La spesa nazionale per questa sola voce giunse ad assommare a oltre 600 milioni, fino al punto in cui nel 2012 la crisi obbligò il Ministero a un’altra scelta. Occorreva una gestione efficiente e trasparente dei servizi di pulizia scolastici, e anche in grado di pretendere standard di efficienza verificabile, come con gli ex LSU è di fatto da sempre impossibile. Per questo il compito venne affidato alla CONSIP, che nel 2013 ha diviso l’intero territorio nazionale in 13 lotti di gara, e ne ha banditi 10.

Quando si è trattato di bandire la gara in Campania, dove si concentra oltre la metà degli ex LSU, guarda caso a un burocrate è scappato di penna un pasticcio, che ha determinato un primo annullamento. A quel punto la legge di stabilità aveva però stabilito che a fine febbraio 2014 le risorse per gli ex LSU della scuola si sarebbero esaurite. Ecco perché sono partiti i blocchi delle scuole, a Napoli e in Campania. E che cosa ha fatto la politica? Ha saputo dare una risposta adeguata al pasticcio accumulato nel tempo, e a quello aggiuntivo che si compie oggi? No, il ministro Carrozza ha reperito nell’urgenza 20 milioni, e così si tira avanti un altro mese. Dopo quasi vent’anni di LSU nella scuola, non sono loro a poter offrire prezzi e standard competitivi con le imprese specializzate che partecipano alle gare. Ma è anche vero che lo Stato non li ha formati per questo, li ha solo eternati come spazzini. E loro dall’altra parte vogliono essere assunti come personale scolastico ATA a tutti gli effetti. Ormai cinquantenni e oltre, è tutta una vita che inseguono il posto fisso.
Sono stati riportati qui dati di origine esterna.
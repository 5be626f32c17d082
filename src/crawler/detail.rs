//! Detail-page extraction
//!
//! A detail page carries one primary heading and an arbitrary number of
//! two-column table rows - the registry's only structured-data surface.
//! Extraction walks every row, matching the left cell against the ordered
//! field-rule table; the auction id comes from the page URL's `idSub`
//! parameter and is the one thing that can make a page unusable.

use crate::geocode::Geocoder;
use crate::model::Auction;
use crate::parse::{apply_field_rules, clean_text};
use crate::{AlmonedaError, Result};
use scraper::{Html, Selector};
use url::Url;

/// Extracts the auction id from a detail URL's `idSub` query parameter
pub fn auction_id_from_url(url: &Url) -> Option<String> {
    url.query_pairs()
        .find(|(key, _)| key == "idSub")
        .map(|(_, value)| value.into_owned())
        .filter(|value| !value.is_empty())
}

/// Parses a detail page into an [`Auction`]
///
/// Pure function of the page content and its URL; geocoding happens in
/// [`extract_auction`]. A missing auction id yields a parse error that the
/// orchestrator treats as a discarded page, not a failure.
pub fn parse_detail(html: &str, url: &Url) -> Result<Auction> {
    let id = auction_id_from_url(url).ok_or_else(|| AlmonedaError::Parse {
        url: url.to_string(),
        message: "missing idSub query parameter".to_string(),
    })?;

    let document = Html::parse_document(html);
    let mut auction = Auction {
        id,
        source_url: url.to_string(),
        ..Default::default()
    };

    if let Ok(heading) = Selector::parse("h1") {
        if let Some(element) = document.select(&heading).next() {
            auction.title = clean_text(&element.text().collect::<String>());
        }
    }

    if let (Ok(rows), Ok(cells)) = (Selector::parse("tr"), Selector::parse("td, th")) {
        for row in document.select(&rows) {
            let row_cells: Vec<_> = row.select(&cells).collect();
            if row_cells.len() < 2 {
                continue;
            }
            let label = clean_text(&row_cells[0].text().collect::<String>());
            let value = clean_text(&row_cells[1].text().collect::<String>());
            apply_field_rules(&mut auction, &label, &value);
        }
    }

    // A closing date before the opening date is provably wrong; keep the
    // start and drop the end rather than fail the record.
    if let (Some(start), Some(end)) = (auction.start_date, auction.end_date) {
        if start > end {
            tracing::warn!(
                "Auction {}: end date {} precedes start date {}, discarding end date",
                auction.id,
                end,
                start
            );
            auction.end_date = None;
        }
    }

    Ok(auction)
}

/// Assembles the free-text geocoding query for an auction's location
pub fn full_address(auction: &Auction) -> String {
    format!(
        "{}, {}, {}, España",
        auction.address, auction.locality, auction.province
    )
}

/// Parses a detail page and resolves its address to coordinates
///
/// The geocoder is only consulted when an address was extracted; absent
/// coordinates are never an error.
pub async fn extract_auction(html: &str, url: &Url, geocoder: &Geocoder) -> Result<Auction> {
    let mut auction = parse_detail(html, url)?;

    if !auction.address.is_empty() {
        auction.coordinates = geocoder.resolve(&full_address(&auction)).await;
    }

    Ok(auction)
}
In quanti altri casi italiani, la politica per decenni non ha saputo scegliere tra una riforma equilibrata ed efficiente del welfare, e il costo umano della delusione di dover dire “ rispecializzati per un tempo limitato e ricollocati”, piuttosto che promettere contratti a tempo privi di formazione da rinnovare dopo ogni elezione? Lo sappiamo, tantissime volte. Chissà se l’Italia di Renzi saprà adottare scelte di questo tipo. E’ necessario, come è avvenuto con i pacchetti Hartz in Germania. Non tanto e solo perché le scuole non interrompano le lezioni. Il punto è che a furia di non scegliere, la politica ha trattato quei disoccupati per troppo tempo come se fossero dei mendicanti di Stato, e il danno inflitto alle loro vite e alla loro dignità in venti e più anni è irrisarcibile.